Là-haut, cependant, la fête commence, presque pareille à celle de la première nuit.

Vers une heure du matin, l’héroïne de la fête est enfin conduite dans la pièce où le trône nuptial a été préparé.

Sur une estrade où se dresse un dais superbe, des fauteuils de velours ont été placés. La jeune fille prend place sur celui de droite, et alors commence la distribution des cadeaux, que l’on étale à ses pieds en criant très fort le nom du donateur. Les cachemires sont lancés un à un devant l’épouse, les écrins s’amoncellent, et elle demeure impassible, blême sous le fard, glacée et tremblante à l’approche de l’heure terrible où l’époux inconnu va venir.

Et voici qu’éclatent les cris fatidiques : El-Ariss (le marié !).

Les danseuses sont allées au-devant de lui ; de leur pas rythmé elles le précédent en chantant et le conduisent enfin devant l’épouse rougissante.

Après une courte prière qu’il récite tourné vers la Mecque, le jeune homme s’avance et, d’un geste brusque, arrache le voile de la jeune femme. Ils boivent l’un après l’autre, au même verre, le sirop que leur tend la plus vieille esclave de la maison, et ils s’asseyent enfin sur leurs sièges respectifs.

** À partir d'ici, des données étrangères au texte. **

use super::*;
use tempfile::TempDir;

fn doc(id: u32, title: &str, body: &str) -> KeywordDoc {
    KeywordDoc {
        id,
        title: title.to_string(),
        url: format!("/docs/page-{}", id),
        body: body.to_string(),
    }
}

fn sample_index() -> KeywordIndex {
    KeywordIndex::build(vec![
        doc(1, "Getting Started", "Install the CLI and create your first pipeline."),
        doc(2, "Pipeline Components", "Every pipeline is a graph of components."),
        doc(3, "Webhooks", "Send a question to the chat webhook."),
        doc(4, "Troubleshooting", "Authentication errors usually mean a bad API key."),
    ])
}

fn ids(results: &[KeywordDoc]) -> Vec<u32> {
    results.iter().map(|d| d.id).collect()
}

#[test]
fn tokenize_lowercases_and_splits() {
    assert_eq!(
        tokenize("Hello, World! v2.0 API_key"),
        vec!["hello", "world", "v2", "0", "api", "key"]
    );
    assert!(tokenize("  \t ").is_empty());
    assert!(tokenize("--- ***").is_empty());
}

#[test]
fn empty_query_returns_nothing() {
    let index = sample_index();
    assert!(index.search("", DEFAULT_KEYWORD_LIMIT).is_empty());
    assert!(index.search("   ", DEFAULT_KEYWORD_LIMIT).is_empty());
    assert!(index.search("?!", DEFAULT_KEYWORD_LIMIT).is_empty());
}

#[test]
fn prefix_matching() {
    let index = sample_index();
    assert_eq!(ids(&index.search("webh", DEFAULT_KEYWORD_LIMIT)), vec![3]);
    assert_eq!(ids(&index.search("TROUBLE", DEFAULT_KEYWORD_LIMIT)), vec![4]);
}

#[test]
fn title_hits_come_before_body_hits() {
    let index = sample_index();
    // "pipeline" is in the title of 2 and the bodies of 1 and 2
    assert_eq!(ids(&index.search("pipeline", DEFAULT_KEYWORD_LIMIT)), vec![2, 1]);
}

#[test]
fn document_matching_both_fields_appears_once() {
    let index = KeywordIndex::build(vec![doc(7, "Webhook setup", "Configure the webhook token.")]);
    let results = index.search("webhook", DEFAULT_KEYWORD_LIMIT);
    assert_eq!(ids(&results), vec![7]);
}

#[test]
fn all_query_tokens_must_match_a_field() {
    let index = sample_index();
    assert_eq!(ids(&index.search("bad api", DEFAULT_KEYWORD_LIMIT)), vec![4]);
    assert!(index.search("webhook authentication", DEFAULT_KEYWORD_LIMIT).is_empty());
}

#[test]
fn no_match_is_empty() {
    let index = sample_index();
    assert!(index.search("kubernetes", DEFAULT_KEYWORD_LIMIT).is_empty());
}

#[test]
fn results_are_truncated_to_limit() {
    let docs = (0..25)
        .map(|i| doc(i, &format!("Guide {}", i), "common words here"))
        .collect();
    let index = KeywordIndex::build(docs);

    let results = index.search("common", DEFAULT_KEYWORD_LIMIT);
    assert_eq!(results.len(), DEFAULT_KEYWORD_LIMIT);
    assert_eq!(ids(&results), (0..10).collect::<Vec<u32>>());

    assert_eq!(index.search("guide", 3).len(), 3);
}

#[test]
fn empty_index() {
    let index = KeywordIndex::build(Vec::new());
    assert!(index.is_empty());
    assert!(index.search("anything", DEFAULT_KEYWORD_LIMIT).is_empty());
}

#[tokio::test]
async fn load_from_file() {
    let temp_dir = TempDir::new().expect("Failed to create temp directory");
    let path = temp_dir.path().join("search-index.json");
    let docs = vec![doc(1, "Intro", "Welcome"), doc(2, "Setup", "Install steps")];
    std::fs::write(&path, serde_json::to_string(&docs).expect("serialize docs"))
        .expect("Failed to write index");

    let index = KeywordIndex::load(&path).await.expect("index should load");
    assert_eq!(index.len(), 2);
    assert_eq!(index.docs()[1].title, "Setup");
    assert_eq!(ids(&index.search("install", DEFAULT_KEYWORD_LIMIT)), vec![2]);
}

#[tokio::test]
async fn load_missing_file_is_unavailable() {
    let temp_dir = TempDir::new().expect("Failed to create temp directory");
    let err = KeywordIndex::load(&temp_dir.path().join("missing.json"))
        .await
        .expect_err("missing file should fail");
    assert!(matches!(err, SearchError::IndexUnavailable(_)));
}

#[tokio::test]
async fn load_malformed_file_is_unavailable() {
    let temp_dir = TempDir::new().expect("Failed to create temp directory");
    let path = temp_dir.path().join("search-index.json");
    std::fs::write(&path, "{\"not\": \"an array\"}").expect("Failed to write index");

    let err = KeywordIndex::load(&path).await.expect_err("bad json should fail");
    assert!(matches!(err, SearchError::IndexUnavailable(_)));
}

Tout le monde se retire et ces deux êtres, mari et femme, demeurant en présence l’un de l’autre, s’ignorent encore complètement ; il faut parfois plusieurs semaines pour rompre une barrière que tout autour d’eux rend infranchissable.

Ces coutumes qui, il y a peu de temps, semblaient immuables comme la couleur du ciel et la teinte des prairies, tendent aujourd’hui à disparaître à peu près complètement dans les villes. Une Égypte nouvelle est née qui, peu à peu, transforme les caractères et change les mœurs. Même dans les provinces, les habitudes anciennes se perdent. C’est ainsi qu’aux jours de noce le marié, avant d’entrer définitivement dans la maison où l’épouse l’attendait, était d’abord conduit à travers la ville puis à la mosquée. Il marchait gravement, les yeux baissés, entre deux amis qui présentaient à ses narines un énorme bouquet en forme de botte, meilleure façon d’éviter le mauvais œil. Devant eux la procession déroulait ses spirales à travers les rues ridiculement étroites. Sur deux rangs, une foule d’hommes précédait le fiancé, chacun tenant un cierge allumé et un bouquet de fleurs. Tout à fait en avant, des femmes du peuple portaient de pesants flambeaux d’argent couverts de bougies allumées, et ces femmes lançaient dans la nuit le fatidique zarrout, reste de la primitive Égypte.

Aujourd’hui, l’époux s’en va en automobile, tandis que ses compagnons tirent des pétards, effroi des promeneurs attardés. Les cérémonies d’antan ont disparu, comme tant d’autres, emportées par le progrès.